## What this task involves
Determine how many lines in the records hold "Path", and give that number with nothing added.

*** Opening Input data ***

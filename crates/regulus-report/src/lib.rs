// Regulus Report - Benchmark log reporting pipeline
//
// Copyright (c) 2025 Regulus contributors.
//
// SPDX-License-Identifier: Apache-2.0
//
// Licensed under the Apache License, Version 2.0 (the "License");
// you may not use this file except in compliance with the License.
// You may obtain a copy of the License in the LICENSE file at the
// root of this repository or at: http://www.apache.org/licenses/LICENSE-2.0
//
// Unless required by applicable law or agreed to in writing, software
// distributed under the License is distributed on an "AS IS" BASIS,
// WITHOUT WARRANTIES OR CONDITIONS OF ANY KIND, either express or implied.
// See the License for the specific language governing permissions and
// limitations under the License.

//! Report generation for processed Regulus result files.
//!
//! Every generator consumes the same slice of [`FileReport`] records:
//!
//! - **JSON**: the aggregate [`Report`], validated against a versioned
//!   schema, with the validation outcome embedded
//! - **CSV**: one row per iteration with fixed leading columns
//! - **HTML**: a self-contained summary page with a row filter
//! - **XML**: one `result` element per file
//!
//! [`MultiFormatGenerator`] fans a run out to every enabled format, writing
//! `<base>.json`, `<base>.csv` and so on.
//!
//! # Example
//!
//! ```no_run
//! use regulus_report::{MultiFormatGenerator, RunMetadata};
//! use regulus_schema::SchemaManager;
//! use std::path::Path;
//! use std::sync::Arc;
//!
//! let mut outputs =
//!     MultiFormatGenerator::with_defaults(None, Arc::new(SchemaManager::default()), "2.0");
//! outputs.set_enabled(&["json", "csv"])?;
//!
//! let meta = RunMetadata::new("2025-01-20T12:00:00.000000Z");
//! let summary = outputs.generate(&[], &meta, Path::new("out/report"));
//! assert_eq!(summary.written.len(), 2);
//! # Ok::<(), regulus_report::OutputError>(())
//! ```
//!
//! [`FileReport`]: regulus_core::FileReport

pub mod dispatcher;
pub mod document;
mod error;
mod generator;
pub mod table;
mod to_csv;
mod to_html;
mod to_json;
mod to_xml;

pub use dispatcher::{GenerationSummary, MultiFormatGenerator, DEFAULT_ENABLED};
pub use document::{
    BenchmarkDefinition, BenchmarkSummary, FileMetadata, GenerationInfo, Report, ReportEntry,
    RunMetadata,
};
pub use error::{OutputError, Result};
pub use generator::{write_artifact, OutputGenerator};
pub use to_csv::{CsvConfig, CsvOutputGenerator};
pub use to_html::{format_file_size, HtmlConfig, HtmlOutputGenerator};
pub use to_json::JsonOutputGenerator;
pub use to_xml::{element_name, XmlConfig, XmlOutputGenerator};
// Regulus Report - Benchmark log reporting pipeline
//
// Copyright (c) 2025 Regulus contributors.
//
// SPDX-License-Identifier: Apache-2.0
//
// Licensed under the Apache License, Version 2.0 (the "License");
// you may not use this file except in compliance with the License.
// You may obtain a copy of the License in the LICENSE file at the
// root of this repository or at: http://www.apache.org/licenses/LICENSE-2.0
//
// Unless required by applicable law or agreed to in writing, software
// distributed under the License is distributed on an "AS IS" BASIS,
// WITHOUT WARRANTIES OR CONDITIONS OF ANY KIND, either express or implied.
// See the License for the specific language governing permissions and
// limitations under the License.

//! Rule-driven field extraction: one match per rule, no iteration structure.

use crate::model::{ExtractionRule, FieldMatch};
use regex::RegexBuilder;
use std::collections::BTreeMap;
use tracing::warn;

/// Apply each rule once to `content`.
///
/// Every rule gets an entry; rules that do not match, or whose pattern does
/// not compile, get an unmatched entry.
pub fn apply_rules(content: &str, rules: &[ExtractionRule]) -> BTreeMap<String, FieldMatch> {
    rules
        .iter()
        .map(|rule| (rule.field_name.clone(), apply_rule(content, rule)))
        .collect()
}

fn apply_rule(content: &str, rule: &ExtractionRule) -> FieldMatch {
    let unmatched = FieldMatch {
        processor: rule.processor.clone(),
        ..FieldMatch::default()
    };

    let re = match RegexBuilder::new(&rule.pattern)
        .case_insensitive(true)
        .multi_line(true)
        .build()
    {
        Ok(re) => re,
        Err(e) => {
            warn!(field = %rule.field_name, error = %e, "skipping rule with invalid pattern");
            return unmatched;
        }
    };

    match re.captures(content) {
        Some(caps) => FieldMatch {
            matched: true,
            groups: caps
                .iter()
                .skip(1)
                .map(|g| g.map(|m| m.as_str().trim().to_string()).unwrap_or_default())
                .collect(),
            full_match: caps[0].to_string(),
            processor: rule.processor.clone(),
        },
        None => unmatched,
    }
}

#[cfg(test)]
mod tests {
    use super::*;

    #[test]
    fn test_every_rule_has_an_entry() {
        let rules = vec![
            ExtractionRule::new("benchmark", r"benchmark:\s*(.+)"),
            ExtractionRule::new("missing", r"nothing-here:\s*(.+)"),
            ExtractionRule::new("broken", r"("),
        ];
        let matches = apply_rules("Benchmark: uperf\n", &rules);
        assert_eq!(matches.len(), 3);
        assert_eq!(matches["benchmark"].primary(), Some("uperf"));
        assert!(!matches["missing"].matched);
        assert!(!matches["broken"].matched);
    }

    #[test]
    fn test_groups_and_processor_are_recorded() {
        let rules = vec![ExtractionRule::new(
            "period",
            r"begin:\s*(\d+)\s+end:\s*(\d+)(x)?",
        )
        .with_processor("numeric_converter")];
        let matches = apply_rules("begin: 10 end: 20", &rules);
        let m = &matches["period"];
        assert_eq!(m.groups, vec!["10", "20", ""]);
        assert_eq!(m.processor.as_deref(), Some("numeric_converter"));
    }
}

*** Closing Input data ***

## Problem solution
2